И нет никакой грозы. Ни кары небесной, ни благодати, ни, к счастью, кулигинского электричества. В первом акте ее еще ждали, Катерина пугалась, менялось, как в сумерки, освещение мизансцен. Во втором — о грозе никто и не вспомнил. Белый день. Веселые песни. Кажется, накрапывал дождик, кто-то стряхнул с рукава… И только сумасшедшая барыня с ее грубым и глупым пророчеством, с ее итальянским соло, дуэтом гитары и мандолины в миноре. В этом спектакле ей выпало взять самую низкую и самую высокую ноту, диссонансом нарушив общий пустой мажор. Этого оказалось достаточно.
Катерина, оставшись одна, опускается на пол, раскинув руки, и, когда возвращаются остальные, — произносит слова признания: ровно, спокойно, как-то уже отстраненно — так не каются только, но и, прощаясь, прощают.
…И по той тишине, какая повисла в зрительном зале, вдруг ощущаешь ясно, что эти ее слова и само ее состояние не только единственно истинны для самой Катерины, но и этому залу более всего идентичны, и даже как бы желанны, необходимы, точно только того и ждали —
«Тиша… Матушка… Грешна я перед вами и перед Богом…»
Покаянье, прощенье — и с ними отказ от жизни, уход.
Состояние безмолвия, в котором мы все пребываем, хранит, наверное, в свернутом виде, полный трагический цикл, и знание о трагедии дано нам уже до опыта, только наши пять или шесть чувств не различают всех оттенков ее партитуры. Семен Спивак в «Грозе» сделал все, чтобы трагедия с ее кульминацией осталась за сценой: есть только выход героини и ее уход.
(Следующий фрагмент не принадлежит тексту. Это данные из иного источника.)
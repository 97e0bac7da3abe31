//! Sensor accessories and their host adapter.
//!
//! A [`SensorSource`] knows how to fetch its document, extract values and
//! evaluate thresholds; it knows nothing about the host. [`SensorAccessory`]
//! wraps one and speaks the host's language: services, get-handlers and
//! update pushes.

pub mod co_sensor;
pub mod co_smoke_sensor;

pub use co_sensor::CoSensor;
pub use co_smoke_sensor::CoSmokeSensor;

use crate::error::{Result, SensorError};
use crate::host::{
    Characteristic, CharacteristicValue, Reading, ServiceDescriptor, ServiceKind, UpdatePusher,
};
use async_trait::async_trait;
use log::warn;
use parking_lot::RwLock;
use std::sync::Arc;

/// Manufacturer reported by every accessory.
pub const MANUFACTURER: &str = "Homebridge";

/// Serial number reported by every accessory.
pub const SERIAL_NUMBER: &str = env!("CARGO_PKG_VERSION");

/// Static accessory metadata, fixed at construction.
#[derive(Debug, Clone, PartialEq, Eq)]
pub struct AccessoryInfo {
    pub name: String,
    pub manufacturer: &'static str,
    pub model: &'static str,
    pub serial_number: &'static str,
}

impl AccessoryInfo {
    pub fn new(name: impl Into<String>, model: &'static str) -> Self {
        Self {
            name: name.into(),
            manufacturer: MANUFACTURER,
            model,
            serial_number: SERIAL_NUMBER,
        }
    }

    fn value_of(&self, characteristic: Characteristic) -> Option<CharacteristicValue> {
        let text = match characteristic {
            Characteristic::Name => self.name.clone(),
            Characteristic::Manufacturer => self.manufacturer.to_string(),
            Characteristic::Model => self.model.to_string(),
            Characteristic::SerialNumber => self.serial_number.to_string(),
            _ => return None,
        };
        Some(CharacteristicValue::Text(text))
    }
}

/// Host-independent sensor capability: fetch, extract, evaluate.
#[async_trait]
pub trait SensorSource: Send + Sync + 'static {
    fn info(&self) -> &AccessoryInfo;

    /// Sensor characteristics this accessory exposes, grouped by service.
    fn characteristics(&self) -> &'static [(ServiceKind, Characteristic)];

    /// Fetch one document and evaluate every exposed characteristic.
    ///
    /// Only fetch failures are errors; unresolvable fields are replaced by
    /// the accessory's fallback value.
    async fn sample(&self) -> Result<Vec<Reading>>;
}

/// Adapts a [`SensorSource`] to the host's get/update contract.
pub struct SensorAccessory {
    sensor: Arc<dyn SensorSource>,
    pusher: RwLock<Option<UpdatePusher>>,
}

impl SensorAccessory {
    pub fn new(sensor: Arc<dyn SensorSource>) -> Self {
        Self {
            sensor,
            pusher: RwLock::new(None),
        }
    }

    pub fn name(&self) -> &str {
        &self.sensor.info().name
    }

    /// Service descriptors, information service first.
    pub fn services(&self) -> Vec<ServiceDescriptor> {
        let mut services = vec![ServiceDescriptor {
            kind: ServiceKind::AccessoryInformation,
            display_name: self.name().to_string(),
            characteristics: vec![
                Characteristic::Name,
                Characteristic::Manufacturer,
                Characteristic::Model,
                Characteristic::SerialNumber,
            ],
        }];

        for &(kind, characteristic) in self.sensor.characteristics() {
            match services.iter_mut().find(|s| s.kind == kind) {
                Some(service) => service.characteristics.push(characteristic),
                None => services.push(ServiceDescriptor {
                    kind,
                    display_name: self.name().to_string(),
                    characteristics: vec![characteristic],
                }),
            }
        }

        services
    }

    /// Get-handler: read one characteristic with a fresh fetch.
    ///
    /// Information characteristics are answered from static metadata
    /// without touching the network.
    pub async fn get(&self, characteristic: Characteristic) -> Result<CharacteristicValue> {
        if let Some(value) = self.sensor.info().value_of(characteristic) {
            return Ok(value);
        }

        if !self
            .sensor
            .characteristics()
            .iter()
            .any(|&(_, c)| c == characteristic)
        {
            return Err(SensorError::UnknownCharacteristic(characteristic.to_string()));
        }

        let readings = self.sensor.sample().await.inspect_err(|e| {
            warn!("Failed to fetch {} for {}: {}", characteristic, self.name(), e);
        })?;

        readings
            .into_iter()
            .find(|r| r.characteristic == characteristic)
            .map(|r| r.value)
            .ok_or_else(|| SensorError::UnknownCharacteristic(characteristic.to_string()))
    }

    /// Get-handler in the host's callback shape: `callback(error, value)`,
    /// with exactly one of the two set.
    pub async fn get_with_callback<F>(&self, characteristic: Characteristic, callback: F)
    where
        F: FnOnce(Option<SensorError>, Option<CharacteristicValue>),
    {
        match self.get(characteristic).await {
            Ok(value) => callback(None, Some(value)),
            Err(e) => callback(Some(e), None),
        }
    }

    /// Register the host callback that receives characteristic updates.
    pub fn set_update_pusher(&self, pusher: UpdatePusher) {
        *self.pusher.write() = Some(pusher);
    }

    /// Hand readings to the registered pusher. Returns how many were pushed.
    pub fn push(&self, readings: &[Reading]) -> usize {
        let pusher = self.pusher.read();
        let Some(pusher) = pusher.as_ref() else {
            return 0;
        };
        for reading in readings {
            pusher(reading);
        }
        readings.len()
    }

    /// Fetch, evaluate and push every characteristic once.
    ///
    /// On fetch failure nothing is pushed and the error is returned.
    pub async fn refresh(&self) -> Result<usize> {
        let readings = self.sensor.sample().await?;
        Ok(self.push(&readings))
    }
}
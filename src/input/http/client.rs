//! HTTP fetcher for sensor JSON documents.

use super::DocumentSource;
use crate::error::{Result, SensorError};
use async_trait::async_trait;
use log::debug;
use serde_json::Value;

/// Fetches the sensor document with a single GET per call.
///
/// No retry and no custom timeout: the client's defaults apply, and the
/// next poll tick is the only retry.
#[derive(Clone)]
pub struct HttpSource {
    client: reqwest::Client,
    url: String,
}

impl HttpSource {
    pub fn new(url: impl Into<String>) -> Self {
        Self::with_client(reqwest::Client::new(), url)
    }

    /// Reuse an existing client so accessories share one connection pool.
    pub fn with_client(client: reqwest::Client, url: impl Into<String>) -> Self {
        Self {
            client,
            url: url.into(),
        }
    }
}

#[async_trait]
impl DocumentSource for HttpSource {
    async fn fetch(&self) -> Result<Value> {
        let response = self.client.get(&self.url).send().await?;

        let status = response.status();
        if !status.is_success() {
            return Err(SensorError::Status {
                status: status.as_u16(),
            });
        }

        // Decode ourselves so bad JSON surfaces as a parse error rather
        // than a transport error.
        let body = response.bytes().await?;
        debug!("[HTTP] {} returned {} bytes", self.url, body.len());
        Ok(serde_json::from_slice(&body)?)
    }

    fn describe(&self) -> &str {
        &self.url
    }
}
Но тот чистый звук, который извлекает спектакль в сцене ее покаяния, сравним, быть может, с отголоском катарсиса, напомнившим нам о трагедии, пережитой не нами, не здесь и сейчас. Что делать, если катарсис, эта высокая точка над снятым конфликтом, отзывается в нас только несильным эхом, не возвышает, но отстраняет, ослабляя биение вечности отчужденьем от бытия.
На этом можно поставить точку — спектакль Спивака продолжается. Потому что продолжается пьеса Островского, ее нужно доиграть до конца. Глубины ее драматизма хватит на много таких спектаклей. После безмолвия.